Quite interesting and sober review of preterm treatment at the borders of viability in the Nordics

https://pmc.ncbi.nlm.nih.gov/articles/PMC11076765/

Janicke Sylterns paper describes the Danish approach in details quite precisely. Active care is recommended from week 24, discussed in week 23 (frequently done) and disadviced (but not refused) in week 22.

DNQ recently published a one pager in the Danish medical bulletin concerning survival and neonatal morbidity in DK.

It contains a survival and total number of births graph for the period 2019-2023.
The design is Heidi Cuetos (DNQ epidemiologist) and I think it conveys complex data very precisely.

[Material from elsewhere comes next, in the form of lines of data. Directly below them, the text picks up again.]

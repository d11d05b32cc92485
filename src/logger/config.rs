//! Runtime configuration for the logger

use std::fmt;
use std::path::PathBuf;
use std::str::FromStr;

use serde::{Deserialize, Serialize};
use tracing::Level;

use super::error::LoggerError;

#[derive(Debug, Clone, Serialize, Deserialize)]
pub struct LoggerConfig {
    pub console: ConsoleConfig,
    pub file: FileConfig,
    pub level: String,
}

impl LoggerConfig {
    /// Creates a validated configuration.
    pub fn new(console: ConsoleConfig, file: FileConfig, level: String) -> Result<Self, LoggerError> {
        let config = Self {
            console,
            file,
            level,
        };
        config.validate()?;
        Ok(config)
    }

    pub fn validate(&self) -> Result<(), LoggerError> {
        self.parse_level()?;
        self.file.validate()?;

        if !self.console.enabled && !self.file.enabled {
            return Err(LoggerError::config(
                "at least one output (console or file) must be enabled",
            ));
        }

        Ok(())
    }

    pub fn parse_level(&self) -> Result<Level, LoggerError> {
        Level::from_str(self.level.trim()).map_err(|_| {
            LoggerError::filter(
                &self.level,
                "valid levels are: trace, debug, info, warn, error",
            )
        })
    }
}

impl Default for LoggerConfig {
    fn default() -> Self {
        Self {
            console: ConsoleConfig::default(),
            file: FileConfig::default(),
            level: "info".to_string(),
        }
    }
}

#[derive(Debug, Clone, Serialize, Deserialize)]
pub struct ConsoleConfig {
    pub enabled: bool,
    /// ANSI colors, only honoured when stdout is a terminal
    pub colored: bool,
}

impl ConsoleConfig {
    pub fn new(enabled: bool, colored: bool) -> Self {
        Self { enabled, colored }
    }
}

impl Default for ConsoleConfig {
    fn default() -> Self {
        Self {
            enabled: true,
            colored: true,
        }
    }
}

#[derive(Debug, Clone, Serialize, Deserialize)]
pub struct FileConfig {
    pub enabled: bool,
    pub path: PathBuf,
    pub append: bool,
    pub format: LogFormat,
}

impl FileConfig {
    pub fn validate(&self) -> Result<(), LoggerError> {
        if self.enabled && self.path.as_os_str().is_empty() {
            return Err(LoggerError::config(
                "file path cannot be empty when file output is enabled",
            ));
        }
        Ok(())
    }
}

impl Default for FileConfig {
    fn default() -> Self {
        Self {
            enabled: false,
            path: PathBuf::from("logs/mpusher.log"),
            append: true,
            format: LogFormat::Json,
        }
    }
}

#[derive(Debug, Clone, Copy, Default, Serialize, Deserialize, PartialEq, Eq)]
#[serde(rename_all = "lowercase")]
pub enum LogFormat {
    #[default]
    Full,
    Compact,
    Json,
}

impl LogFormat {
    pub fn as_str(&self) -> &'static str {
        match self {
            LogFormat::Full => "full",
            LogFormat::Compact => "compact",
            LogFormat::Json => "json",
        }
    }
}

impl FromStr for LogFormat {
    type Err = LoggerError;

    fn from_str(s: &str) -> Result<Self, Self::Err> {
        match s.to_lowercase().as_str() {
            "full" => Ok(LogFormat::Full),
            "compact" => Ok(LogFormat::Compact),
            "json" => Ok(LogFormat::Json),
            _ => Err(LoggerError::config(format!(
                "invalid log format '{s}', valid formats are: full, compact, json"
            ))),
        }
    }
}

impl fmt::Display for LogFormat {
    fn fmt(&self, f: &mut fmt::Formatter<'_>) -> fmt::Result {
        f.write_str(self.as_str())
    }
}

https://www.rkkp.dk/siteassets/de-kliniske-kvalitetsdatabaser/databaser/nyfodte/op-dansk-kvalitetsdatabase-for-nyfodte-2023.pdf

Numbers matter. If you look at the graph there were 68 liveborn infants GA 23 2019-23 total in DK. That's 14/year or 2-3/year in region Midt (Aarhus University Hospital uptake area). 

>90% of GA in DK are set by ultrasound at the end of first trimester. Same in Norway. I think Sweden is week 18-20? How is it estimated in Japan?